Dossier Environnement Transports

Des îles turques qui ont refusé la motorisation

Yaakov Garb

Lorsque l’on descend du ferry à Buyukada, la plus importante des neuf îles Princesse, à moins d’une heure au sud d’Istanbul, dans la mer de Marmara, on prend subitement conscience de quelque chose : il n’y a pas de voitures !

Quand, en 1911, les premiers véhicules sont apparus à Istanbul, il était difficile de les transporter sur les îles. Au début, les îliens n’étaient pas très intéressés par ces nouvelles machines et, peu à peu c’est devenu une tradition puis une loi : les véhicules à moteur sont interdits encore aujourd’hui sur l’ensemble de l’archipel.
Depuis plusieurs siècles, ce sont les voitures à chevaux qui ont été utilisées sur les îles et aujourd’hui. Seules les bicyclettes ont réussi à se développer à leurs côtés. La population permanente sur ces îles est de 17 000 personnes, chiffre qui grimpe à un quart de million pendant la saison touristique estivale.
Aujourd’hui, sur l’ensemble des neuf îles, on ne compte qu’une douzaine de véhicules à moteur : un minibus de ramassage scolaire qui ne fonctionne qu’en hiver, des véhicules de police et des véhicules de pompiers. Interrogé, Huseyin Sahin, le chef de la police, n’arrive pas à se souvenir d’un seul accident entre voitures à chevaux depuis 26 ans qu’il est en fonction sur ces îles. Il n’a que le souvenir de quelques plaintes concernant l’odeur des chevaux ou le bruit excessif de certains véhicules. Pour différentes raisons, onze conducteurs ont eu leur permis suspendu en 2003 (sur 304 permis délivrés) pour divers délits.
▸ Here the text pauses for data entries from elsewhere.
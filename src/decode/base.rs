// Decoder lifecycle: the fit/transform protocol shared by all decoders.
//
// A decoder declares which study inputs it needs, builds per-feature
// reference structures from a collection on fit, and scores query maps on
// transform. Fit fully replaces any previous reference state; transform
// before a successful fit is an error.

use anyhow::Result;

use crate::dataset::StudyCollection;
use crate::volume::MapInput;

/// A study input a decoder requires before a study id counts as usable.
#[derive(Debug, Clone, PartialEq, Eq)]
pub enum RequiredInput {
    /// Peak coordinate data (consumed by coordinate-based estimators).
    Coordinates,
    /// Feature annotations. Present for every study in a collection.
    Annotations,
    /// A named per-study statistical image.
    Image(String),
}

/// Fit/transform protocol shared by all decoders.
pub trait Decoder {
    /// The table type produced by `transform`.
    type Output;

    /// Inputs a study must carry to participate in fitting.
    fn required_inputs(&self) -> Vec<RequiredInput>;

    /// Build per-feature reference structures from the collection,
    /// replacing any state from a previous fit.
    fn fit(&mut self, collection: &StudyCollection) -> Result<()>;

    /// Score a query map against the fitted references.
    fn transform(&self, image: &MapInput) -> Result<Self::Output>;
}

/// Resolve the feature list for a fit: the requested features, or every
/// annotated feature when none were requested. Requested features missing
/// from the collection are an error.
pub(crate) fn resolve_features(
    collection: &StudyCollection,
    requested: Option<&[String]>,
) -> Result<Vec<String>> {
    match requested {
        None => Ok(collection.features().to_vec()),
        Some(features) => {
            for feature in features {
                if !collection.features().contains(feature) {
                    anyhow::bail!("Feature '{feature}' is not annotated in the collection");
                }
            }
            Ok(features.to_vec())
        }
    }
}

/// Ids in the collection carrying every required input, in id order.
pub(crate) fn valid_ids(
    collection: &StudyCollection,
    required: &[RequiredInput],
) -> Vec<String> {
    collection
        .ids()
        .into_iter()
        .filter(|id| {
            required.iter().all(|input| match input {
                RequiredInput::Coordinates => collection.has_coordinates(id),
                // Every study in a collection has an annotation row
                RequiredInput::Annotations => true,
                RequiredInput::Image(name) => collection.image(id, name).is_some(),
            })
        })
        .collect()
}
Une fois par exemple parce qu’un conducteur transportait des touristes sur un véhicule prévu pour le transport du bois.
Y a-t-il des demandes pour supprimer la loi interdisant les véhicules à moteur ? Munir Hamamcioglu, un hôtelier natif de Buyukadan, estime que cela serait aussi dur que de détrôner la reine d’Angleterre.

Effet de symbiose

La gare de transport est située à proximité du square central de la ville. Là, des passagers font la queue en attendant un véhicule. Les transports en commun, en voiture à chevaux donc, fonctionnent de six heures du matin à trois heures du matin en été et de huit heures du matin à minuit le reste de l’année. Le tarif le plus élevé, pour faire le tour complet de l’île principale, est actuellement de 10€. Une symbiose s’est mise en place entre les voitures à chevaux et les vélos. Les cyclistes peuvent mettre leurs véhicule dans les voitures à chevaux, ce qui est pratique pour franchir les collines. Partout dans ces îles, les piétons sont prioritaires sur les voitures à chevaux.
Mais même avec ce choix de non-motorisation, les îles dépendent encore du pétrole : il existe tout un ensemble de liaisons maritimes entre les îles et avec la côte dont Istanbul qui se fait avec des bateaux fonctionnant au fuel. Un autre usage curieux du pétrole est fait sur ces îles : les pesticides comme le DDT étant interdit, la solution pour se protéger des moustiques en été est de pulvériser dans la ville un fin nuage de pétrole, ce qui, selon les informations officielles, ne représenterait pas de danger pour les humains !
Malgré cela, on est frappé par la pureté de l’air et la tranquillité. Nous sommes tellement habitués à entendre en bruit de fonds différents grondements de moteurs que cela en est bouleversant. Les rues, libres de voitures, paraissent extrêmement larges et calmes. Ceci n’a pas échappé aux touristes qui ne se plaignent jamais de l’absence de motorisation. Au contraire. La sérénité de ces îles montre qu’une communauté de personnes peut vivre et prospérer en se passant complètement de moyens de transport motorisés.